La « start-up économie » et l’arrivée des millenials sur le marché du travail ont bousculé les codes vestimentaires traditionnels en entreprise. Mais si une tenue « décontractée » est désormais admise dans le cadre d’un entretien de recrutement, les fautes d’orthographe dans un courrier de candidature ou un CV restent en revanche toujours éliminatoires.

Avec l’effacement des frontières entre les sphères privées et professionnelles, le dress code dans les entreprises s’est désormais assoupli, à l’exception de secteurs comme la finance, la banque ou l’immobilier où le sacro-saint costume-cravate pour les messieurs et le tailleur pour les dames restent de rigueur. Quant au vêtement de travail, s’il reste obligatoire dans l’industrie ou le BTP, par exemple, son port se justifie pour d’évidentes raisons pratiques liées à la nature des travaux réalisés et par des impératifs de sécurité ou d’hygiène. En dehors de ces secteurs d’activité, bien spécifiques, la plupart des entreprises autorisent une certaine souplesse dans les tenues. Jusqu’à un certain point tout de même : le chemisier transparent porté sans sous-vêtement ou le bermuda et les tongs, même pour des collaborateurs sans contact avec le public, ne sont toujours pas admis. Les juges ont d’ailleurs donné raison aux employeurs qui avaient engagé des procédures de licenciement à l’encontre de leurs salariés, dans de tels cas. 

Autant de dress codes que de cultures d’entreprise

L’absence de consignes claires de la part des directions RH ou des dirigeants sur la question du dress code n’empêche pas pour autant certaines règles implicites liées à la fonction ou au secteur d’activité… De la même façon qu’on n’imagine pas de se retrouver face à un juriste habillé en baggy, on n’attend pas d’un webdesigner qu’il porte un costume cravate.
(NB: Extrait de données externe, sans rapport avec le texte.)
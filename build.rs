// Ultralytics 🚀 AGPL-3.0 License - https://ultralytics.com/license

// 静态 FFmpeg (ez-ffmpeg "static") 在 Windows MSVC 下需要的系统库
fn main() {
    println!("cargo:rerun-if-changed=build.rs");

    #[cfg(all(target_os = "windows", target_env = "msvc"))]
    {
        // 标注视频编码 (H.264)
        println!("cargo:rustc-link-lib=dylib=libx264");

        // DirectShow 摄像头采集
        println!("cargo:rustc-link-lib=dylib=strmiids");
        println!("cargo:rustc-link-lib=dylib=oleaut32");
        println!("cargo:rustc-link-lib=dylib=vfw32");

        // 网络协议 (TLS)
        println!("cargo:rustc-link-lib=dylib=secur32");
    }
}
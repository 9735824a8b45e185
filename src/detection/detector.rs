// Ultralytics 🚀 AGPL-3.0 License - https://ultralytics.com/license

//! 检测器 (Detector)
//! 职责: 持有已加载的模型与阈值 → 图片/批量/视频/摄像头推理 → DetectionResult
//!
//! 所有入口都是同步阻塞的. 需要显示窗口时, 窗口占用调用线程,
//! 推理移到作用域线程中执行.

use std::path::{Path, PathBuf};
use std::time::Instant;

use anyhow::anyhow;
use crossbeam_channel::{bounded, Sender, TrySendError};
use image::{DynamicImage, RgbImage};

use super::normalizer::normalize;
use super::types::{DetectionResult, RawOutput, VideoStats};
use crate::config::{check_threshold, ClassCatalog, Config};
use crate::error::{DetectError, Result};
use crate::input::{source_frame_rate, CameraOptions, FrameRate, FrameStream, FrameWriter};
use crate::models::{InferenceParams, Model, YOLOv8, YOLOv8Config};
use crate::viewer::Viewer;
use crate::visualizer::Visualizer;
use crate::{signal, OrtEP};

/// 显示通道容量, 窗口跟不上时丢帧
const DISPLAY_CAPACITY: usize = 2;

pub struct Detector<M: Model = YOLOv8> {
    model: M,
    config: Config,
    catalog: ClassCatalog,
    conf_threshold: f32,
    iou_threshold: f32,
    visualizer: Visualizer,
}

impl Detector<YOLOv8> {
    /// 加载配置并构建 YOLOv8 模型
    ///
    /// `model_path` 优先于配置中的 `model.path`.
    pub fn new(model_path: Option<&Path>, config_path: impl AsRef<Path>) -> Result<Self> {
        let config = Config::load(config_path)?;
        let path = model_path
            .map(Path::to_path_buf)
            .unwrap_or_else(|| config.model.path.clone());
        if !path.exists() {
            return Err(DetectError::ModelNotFound(path));
        }

        let ep: OrtEP = config
            .model
            .device
            .parse()
            .map_err(|e: anyhow::Error| DetectError::InvalidConfig(format!("model.device: {e}")))?;
        let model = YOLOv8::new(YOLOv8Config {
            ep,
            imgsz: config.model.imgsz,
            ..YOLOv8Config::new(&path)
        })
        .map_err(DetectError::Inference)?;
        model.summary();

        let mut detector = Self::with_model(config, model)?;
        detector.config.model.path = path;
        Ok(detector)
    }
}

impl<M: Model> Detector<M> {
    /// 使用已构建的模型创建检测器
    pub fn with_model(config: Config, model: M) -> Result<Self> {
        config.validate()?;
        let catalog = config.catalog();
        let visualizer = Visualizer::from_config(&config.visualizer);
        log::info!(
            "✅ 检测器就绪: {} ({} 类, conf={}, iou={})",
            config.model.path.display(),
            catalog.len(),
            config.model.conf_threshold,
            config.model.iou_threshold
        );

        Ok(Self {
            model,
            conf_threshold: config.model.conf_threshold,
            iou_threshold: config.model.iou_threshold,
            catalog,
            visualizer,
            config,
        })
    }

    pub fn config(&self) -> &Config {
        &self.config
    }

    pub fn catalog(&self) -> &ClassCatalog {
        &self.catalog
    }

    pub fn model_path(&self) -> &Path {
        &self.config.model.path
    }

    pub fn conf_threshold(&self) -> f32 {
        self.conf_threshold
    }

    pub fn set_conf_threshold(&mut self, value: f32) -> Result<()> {
        check_threshold("conf_threshold", value)?;
        self.conf_threshold = value;
        Ok(())
    }

    pub fn iou_threshold(&self) -> f32 {
        self.iou_threshold
    }

    pub fn set_iou_threshold(&mut self, value: f32) -> Result<()> {
        check_threshold("iou_threshold", value)?;
        self.iou_threshold = value;
        Ok(())
    }

    fn params(&self) -> InferenceParams {
        InferenceParams {
            conf: self.conf_threshold,
            iou: self.iou_threshold,
        }
    }

    /// 内存中的单张图片推理
    pub fn predict_frame(&mut self, image: &DynamicImage) -> Result<DetectionResult> {
        let params = self.params();
        let raw = self
            .model
            .forward(std::slice::from_ref(image), &params)
            .map_err(DetectError::Inference)?
            .into_iter()
            .next()
            .unwrap_or_else(RawOutput::empty);
        normalize(&raw, &self.catalog)
    }

    /// 图片文件推理
    ///
    /// `save_path` 写入标注副本 (自动创建父目录), `show` 打开窗口并阻塞到窗口关闭.
    pub fn predict_image(
        &mut self,
        image_path: impl AsRef<Path>,
        save_path: Option<&Path>,
        show: bool,
    ) -> Result<DetectionResult> {
        let image_path = image_path.as_ref();
        if !image_path.is_file() {
            return Err(DetectError::InvalidSource(image_path.to_path_buf()));
        }

        let t = Instant::now();
        let image = image::open(image_path)?;
        let result = self.predict_frame(&image)?;
        log::debug!(
            "🔍 {}: {} 个目标 ({:?})",
            image_path.display(),
            result.count(),
            t.elapsed()
        );

        if save_path.is_none() && !show {
            return Ok(result);
        }

        let annotated = self.visualizer.draw(&image.to_rgb8(), &result);
        if let Some(save_path) = save_path {
            if let Some(dir) = save_path.parent().filter(|d| !d.as_os_str().is_empty()) {
                std::fs::create_dir_all(dir)?;
            }
            annotated.save(save_path)?;
            log::info!("💾 结果已保存: {}", save_path.display());
        }
        if show {
            Viewer::new(format!("Detection - {}", image_path.display())).show_image(annotated);
        }

        Ok(result)
    }

    /// 批量推理, 结果顺序与输入一致; 任一图片失败则整批失败
    pub fn predict_batch<P: AsRef<Path>>(
        &mut self,
        image_paths: &[P],
        save_dir: Option<&Path>,
    ) -> Result<Vec<DetectionResult>> {
        image_paths
            .iter()
            .map(|p| self.predict_batch_item(p.as_ref(), save_dir))
            .collect()
    }

    /// 批量推理, 每张图片独立成败
    pub fn predict_batch_isolated<P: AsRef<Path>>(
        &mut self,
        image_paths: &[P],
        save_dir: Option<&Path>,
    ) -> Vec<Result<DetectionResult>> {
        image_paths
            .iter()
            .map(|p| {
                let path = p.as_ref();
                let result = self.predict_batch_item(path, save_dir);
                if let Err(e) = &result {
                    log::warn!("⚠️ {} 推理失败: {}", path.display(), e);
                }
                result
            })
            .collect()
    }

    fn predict_batch_item(&mut self, path: &Path, save_dir: Option<&Path>) -> Result<DetectionResult> {
        let save_path = match save_dir {
            Some(dir) => {
                let name = path
                    .file_name()
                    .ok_or_else(|| DetectError::InvalidSource(path.to_path_buf()))?;
                Some(dir.join(name))
            }
            None => None,
        };
        self.predict_image(path, save_path.as_deref(), false)
    }

    /// 按顺序对帧序列推理, 累计统计
    pub fn predict_frames<I>(&mut self, frames: I) -> Result<VideoStats>
    where
        I: IntoIterator<Item = anyhow::Result<RgbImage>>,
    {
        self.run_stream(frames, None, None, false)
    }

    /// 视频文件推理
    ///
    /// `output_path` 写入标注视频, `show` 在窗口中实时显示 (关闭窗口不影响处理).
    pub fn predict_video(
        &mut self,
        video_path: impl AsRef<Path>,
        output_path: Option<&Path>,
        show: bool,
    ) -> Result<VideoStats>
    where
        M: Send,
    {
        let video_path = video_path.as_ref();
        if !video_path.is_file() {
            return Err(DetectError::InvalidSource(video_path.to_path_buf()));
        }

        let frames = FrameStream::open_file(video_path).map_err(DetectError::Inference)?;
        let mut writer = match output_path {
            Some(path) => {
                let rate = output_frame_rate(source_frame_rate(video_path), self.config.video.fps)?;
                log::info!("🎞️ 输出帧率: {} ({:.2}fps)", rate, rate.fps());
                Some(FrameWriter::create(path, rate).map_err(DetectError::Inference)?)
            }
            None => None,
        };

        log::info!("🎬 开始处理视频: {}", video_path.display());
        let t = Instant::now();
        let stats = if show {
            let title = format!("Detection - {}", video_path.display());
            self.run_with_viewer(frames, writer.as_mut(), Viewer::new(title), false)?
        } else {
            self.run_stream(frames, writer.as_mut(), None, false)?
        };

        if let Some(writer) = writer {
            if stats.frames > 0 {
                writer.finish().map_err(DetectError::Inference)?;
            }
        }

        log::info!(
            "✅ 视频处理完成: {} 帧, {} 个目标, 平均 {:.2}/帧 ({:.1}s)",
            stats.frames,
            stats.total_detections,
            stats.avg_detections_per_frame,
            t.elapsed().as_secs_f64()
        );
        Ok(stats)
    }

    /// 摄像头实时推理, 直到流结束、窗口关闭或收到 Ctrl-C
    pub fn predict_webcam(&mut self, camera_id: usize, show: bool) -> Result<()>
    where
        M: Send,
    {
        signal::install().map_err(DetectError::Inference)?;
        signal::reset();

        let options = CameraOptions {
            video_size: self.config.video.camera_size.clone(),
            framerate: self.config.video.camera_fps,
        };
        let frames = FrameStream::open_camera(camera_id, &options).map_err(DetectError::Inference)?;

        log::info!("🎥 摄像头推理启动 (#{}), 按 Ctrl-C 停止", camera_id);
        let stats = if show {
            let viewer = Viewer::new(format!("Webcam #{camera_id}"));
            self.run_with_viewer(frames, None, viewer, true)?
        } else {
            self.run_stream(frames, None, None, true)?
        };

        if signal::requested() {
            log::info!("🛑 摄像头推理已中断");
            signal::reset();
        }
        log::info!(
            "✅ 摄像头推理结束: {} 帧, {} 个目标",
            stats.frames,
            stats.total_detections
        );
        Ok(())
    }

    /// 窗口占用当前线程, 推理在作用域线程中执行
    fn run_with_viewer<I>(
        &mut self,
        frames: I,
        writer: Option<&mut FrameWriter>,
        viewer: Viewer,
        stop_on_close: bool,
    ) -> Result<VideoStats>
    where
        I: IntoIterator<Item = anyhow::Result<RgbImage>> + Send,
        M: Send,
    {
        let (tx, rx) = bounded(DISPLAY_CAPACITY);
        std::thread::scope(|s| {
            let worker = std::thread::Builder::new()
                .name("inference".to_string())
                .spawn_scoped(s, move || self.run_stream(frames, writer, Some(tx), stop_on_close))
                .map_err(DetectError::Io)?;
            viewer.run(rx);
            worker
                .join()
                .map_err(|_| DetectError::Inference(anyhow!("inference thread panicked")))?
        })
    }

    fn run_stream<I>(
        &mut self,
        frames: I,
        mut writer: Option<&mut FrameWriter>,
        mut display: Option<Sender<RgbImage>>,
        stop_on_close: bool,
    ) -> Result<VideoStats>
    where
        I: IntoIterator<Item = anyhow::Result<RgbImage>>,
    {
        let mut stats = VideoStats::default();
        let mut count = 0;
        let mut last = Instant::now();

        for frame in frames {
            let frame = DynamicImage::ImageRgb8(frame.map_err(DetectError::Inference)?);
            let result = self.predict_frame(&frame)?;
            stats.record(result.count());

            let annotating = writer.is_some() || display.is_some();
            if let Some(rgb) = frame.as_rgb8().filter(|_| annotating) {
                let annotated = self.visualizer.draw(rgb, &result);
                if let Some(writer) = writer.as_mut() {
                    writer.push(&annotated).map_err(DetectError::Inference)?;
                }
                let closed = display.as_ref().is_some_and(|tx| {
                    matches!(tx.try_send(annotated), Err(TrySendError::Disconnected(_)))
                });
                if closed {
                    if stop_on_close {
                        log::info!("🪟 窗口已关闭, 停止推理");
                        break;
                    }
                    display = None;
                }
            }

            count += 1;
            if last.elapsed().as_secs_f64() >= 1.0 {
                log::debug!(
                    "📊 推理统计: {:.1}fps | 已处理{}帧 | 累计{}个目标",
                    count as f64 / last.elapsed().as_secs_f64(),
                    stats.frames,
                    stats.total_detections
                );
                last = Instant::now();
                count = 0;
            }
        }

        Ok(stats)
    }
}

/// 标注视频帧率: 优先使用源视频帧率, 读不到时使用配置 `video.fps`
fn output_frame_rate(source: Option<FrameRate>, fallback_fps: u32) -> Result<FrameRate> {
    source
        .or_else(|| FrameRate::from_fps(fallback_fps))
        .ok_or_else(|| DetectError::InvalidConfig(format!("video.fps must be > 0, got {fallback_fps}")))
}

/// 保存路径: `dir/<stem>_result<ext>`
pub fn result_path(dir: &Path, source: &Path) -> PathBuf {
    let stem = source
        .file_stem()
        .map(|s| s.to_string_lossy().to_string())
        .unwrap_or_else(|| "output".to_string());
    let name = match source.extension() {
        Some(ext) => format!("{}_result.{}", stem, ext.to_string_lossy()),
        None => format!("{}_result", stem),
    };
    dir.join(name)
}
Les codes vestimentaires créent donc toujours la fonction et renvoient aux qualités qui en sont attendus : rigueur dans un cas, créativité dans l’autre. En dehors de ces exemples volontairement antagonistes, la règle en matière de dress code est qu’il n’en existe pas une mais autant que de cultures d’entreprise. Dans le cas d’un recrutement, l’idéal est de se renseigner en amont sur le ou les codes vestimentaires en vigueur dans l’entreprise. Un moyen simple de le savoir est d’observer la tenue des salarié(e)s qui y travaillent. Dans le doute, nous conseillons aux candidats de choisir des vêtements sobres, dans lesquels ils sont à l’aise : inutile donc de vous astreindre à porter des talons ou une veste de costume si vous n’en avez pas l’habitude. 

Soignez l’aurttografe !

L’orthographe reste en revanche un des premiers critères de sélection pour les recruteurs, quel que soit le poste à pourvoir par le candidat. Selon Christelle Martin Lacroux, chercheuse en sciences de gestion, une lettre de candidature ou un CV truffé de fautes est toujours perçu comme « un manque de respect ou de politesse, voire de professionnalisme. Pour certains recruteurs, cela pose même des questions sur l’intelligence du candidat ! ». Dans le doute, il est donc fortement recommandé de faire relire ses courriers avant de les adresser à l’entreprise, même pour les métiers faiblement qualifiés où l’orthographe n’est a priori pas une compétence utile.